--- SUPPLIED MATERIAL Enclosed Below ---
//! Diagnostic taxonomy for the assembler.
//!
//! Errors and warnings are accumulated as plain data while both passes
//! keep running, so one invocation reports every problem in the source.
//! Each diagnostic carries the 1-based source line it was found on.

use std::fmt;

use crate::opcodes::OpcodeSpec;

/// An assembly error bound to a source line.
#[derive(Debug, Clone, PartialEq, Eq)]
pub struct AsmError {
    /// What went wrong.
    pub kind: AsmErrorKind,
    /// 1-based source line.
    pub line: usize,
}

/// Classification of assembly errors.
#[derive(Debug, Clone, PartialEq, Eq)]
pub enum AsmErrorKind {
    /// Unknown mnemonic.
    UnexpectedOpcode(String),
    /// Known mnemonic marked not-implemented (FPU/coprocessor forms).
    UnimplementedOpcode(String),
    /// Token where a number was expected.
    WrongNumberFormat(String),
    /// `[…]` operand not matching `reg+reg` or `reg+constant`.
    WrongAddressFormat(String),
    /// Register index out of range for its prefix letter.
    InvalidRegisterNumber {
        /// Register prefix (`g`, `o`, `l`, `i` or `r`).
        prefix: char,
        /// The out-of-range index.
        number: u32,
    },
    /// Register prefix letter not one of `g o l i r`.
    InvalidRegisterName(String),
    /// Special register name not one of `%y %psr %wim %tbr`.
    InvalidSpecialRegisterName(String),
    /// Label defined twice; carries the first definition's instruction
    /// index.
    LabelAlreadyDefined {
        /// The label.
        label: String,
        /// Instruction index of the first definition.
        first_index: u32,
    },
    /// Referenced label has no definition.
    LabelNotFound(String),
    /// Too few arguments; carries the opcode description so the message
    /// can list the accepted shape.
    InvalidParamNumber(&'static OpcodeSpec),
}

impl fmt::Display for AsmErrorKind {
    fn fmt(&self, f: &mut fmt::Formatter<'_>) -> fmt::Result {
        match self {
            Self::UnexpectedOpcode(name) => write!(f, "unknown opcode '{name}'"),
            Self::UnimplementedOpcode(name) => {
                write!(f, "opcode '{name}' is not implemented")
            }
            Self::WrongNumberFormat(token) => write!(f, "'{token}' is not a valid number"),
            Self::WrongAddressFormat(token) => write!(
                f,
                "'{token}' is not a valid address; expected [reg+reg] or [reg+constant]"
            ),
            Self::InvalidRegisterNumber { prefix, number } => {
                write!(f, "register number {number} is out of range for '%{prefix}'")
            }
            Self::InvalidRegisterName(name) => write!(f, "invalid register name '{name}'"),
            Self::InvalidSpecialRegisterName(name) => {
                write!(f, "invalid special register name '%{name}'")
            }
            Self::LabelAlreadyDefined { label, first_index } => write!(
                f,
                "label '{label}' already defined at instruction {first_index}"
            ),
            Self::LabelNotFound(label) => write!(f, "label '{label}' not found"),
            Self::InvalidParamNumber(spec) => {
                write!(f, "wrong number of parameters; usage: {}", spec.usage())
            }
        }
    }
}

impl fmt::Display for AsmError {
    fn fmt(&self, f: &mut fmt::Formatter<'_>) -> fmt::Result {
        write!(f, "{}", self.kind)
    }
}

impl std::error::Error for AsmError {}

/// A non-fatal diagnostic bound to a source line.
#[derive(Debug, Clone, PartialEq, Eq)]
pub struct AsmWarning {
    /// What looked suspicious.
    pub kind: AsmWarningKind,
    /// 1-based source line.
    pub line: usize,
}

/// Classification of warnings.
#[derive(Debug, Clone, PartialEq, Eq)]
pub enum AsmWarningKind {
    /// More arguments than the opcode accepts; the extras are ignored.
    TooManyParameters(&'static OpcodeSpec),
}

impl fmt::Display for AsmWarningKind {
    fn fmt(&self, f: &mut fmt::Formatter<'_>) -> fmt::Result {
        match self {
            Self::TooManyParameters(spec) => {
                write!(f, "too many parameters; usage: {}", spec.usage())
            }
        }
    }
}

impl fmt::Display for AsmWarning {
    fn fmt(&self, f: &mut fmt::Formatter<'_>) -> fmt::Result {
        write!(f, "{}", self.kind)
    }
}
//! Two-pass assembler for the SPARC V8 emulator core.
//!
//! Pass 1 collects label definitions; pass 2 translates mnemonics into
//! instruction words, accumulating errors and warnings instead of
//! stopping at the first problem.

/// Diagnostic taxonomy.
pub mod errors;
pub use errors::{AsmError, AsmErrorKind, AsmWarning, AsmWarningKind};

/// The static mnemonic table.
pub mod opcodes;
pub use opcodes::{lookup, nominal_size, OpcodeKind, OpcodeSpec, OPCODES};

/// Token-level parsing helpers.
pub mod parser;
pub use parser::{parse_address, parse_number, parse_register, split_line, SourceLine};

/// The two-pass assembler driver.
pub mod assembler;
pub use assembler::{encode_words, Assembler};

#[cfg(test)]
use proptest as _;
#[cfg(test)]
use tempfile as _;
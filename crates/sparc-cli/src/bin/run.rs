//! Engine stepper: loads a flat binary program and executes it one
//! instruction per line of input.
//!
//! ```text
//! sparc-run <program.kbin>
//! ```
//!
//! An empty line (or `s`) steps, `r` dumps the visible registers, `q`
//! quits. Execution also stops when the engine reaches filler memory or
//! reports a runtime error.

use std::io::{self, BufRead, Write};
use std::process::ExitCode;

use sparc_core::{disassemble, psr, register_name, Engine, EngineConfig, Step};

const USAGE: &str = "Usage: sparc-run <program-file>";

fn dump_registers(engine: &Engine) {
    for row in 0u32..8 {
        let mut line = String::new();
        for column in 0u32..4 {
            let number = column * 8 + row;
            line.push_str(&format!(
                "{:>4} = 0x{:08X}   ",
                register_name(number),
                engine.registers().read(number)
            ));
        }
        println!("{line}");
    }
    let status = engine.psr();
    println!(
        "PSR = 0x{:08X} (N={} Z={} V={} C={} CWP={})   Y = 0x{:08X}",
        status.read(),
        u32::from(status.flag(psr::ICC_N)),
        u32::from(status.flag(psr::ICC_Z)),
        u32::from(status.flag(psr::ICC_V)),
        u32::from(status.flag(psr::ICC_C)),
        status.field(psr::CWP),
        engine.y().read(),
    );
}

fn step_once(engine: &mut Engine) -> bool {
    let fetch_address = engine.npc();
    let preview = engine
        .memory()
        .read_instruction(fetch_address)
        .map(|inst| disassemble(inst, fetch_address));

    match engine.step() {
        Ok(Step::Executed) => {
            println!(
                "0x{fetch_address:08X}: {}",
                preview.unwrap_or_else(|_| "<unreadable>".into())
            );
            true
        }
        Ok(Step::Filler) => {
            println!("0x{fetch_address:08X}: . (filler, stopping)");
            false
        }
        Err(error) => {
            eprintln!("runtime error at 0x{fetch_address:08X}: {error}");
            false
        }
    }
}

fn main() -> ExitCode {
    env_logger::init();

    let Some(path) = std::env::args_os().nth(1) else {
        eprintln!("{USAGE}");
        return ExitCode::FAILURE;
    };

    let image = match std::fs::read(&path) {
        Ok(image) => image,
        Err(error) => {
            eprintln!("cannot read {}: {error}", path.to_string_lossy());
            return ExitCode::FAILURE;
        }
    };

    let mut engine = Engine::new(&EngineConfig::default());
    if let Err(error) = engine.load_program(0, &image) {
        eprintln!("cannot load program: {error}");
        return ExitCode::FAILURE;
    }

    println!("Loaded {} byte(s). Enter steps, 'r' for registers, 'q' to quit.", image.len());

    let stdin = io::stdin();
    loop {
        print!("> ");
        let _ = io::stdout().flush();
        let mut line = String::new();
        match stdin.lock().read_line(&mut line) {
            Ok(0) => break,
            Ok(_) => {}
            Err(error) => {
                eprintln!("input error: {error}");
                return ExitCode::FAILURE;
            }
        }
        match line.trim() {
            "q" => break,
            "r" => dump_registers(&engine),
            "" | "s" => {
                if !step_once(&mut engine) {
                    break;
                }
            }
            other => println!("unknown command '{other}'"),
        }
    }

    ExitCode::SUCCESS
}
--- End of Enclosed SUPPLIED MATERIAL ---
**DIRECTIONS**
What lines above hold the word "cannot"? List them all.

**SOLUTION**
            eprintln!("cannot read {}: {error}", path.to_string_lossy());
        eprintln!("cannot load program: {error}");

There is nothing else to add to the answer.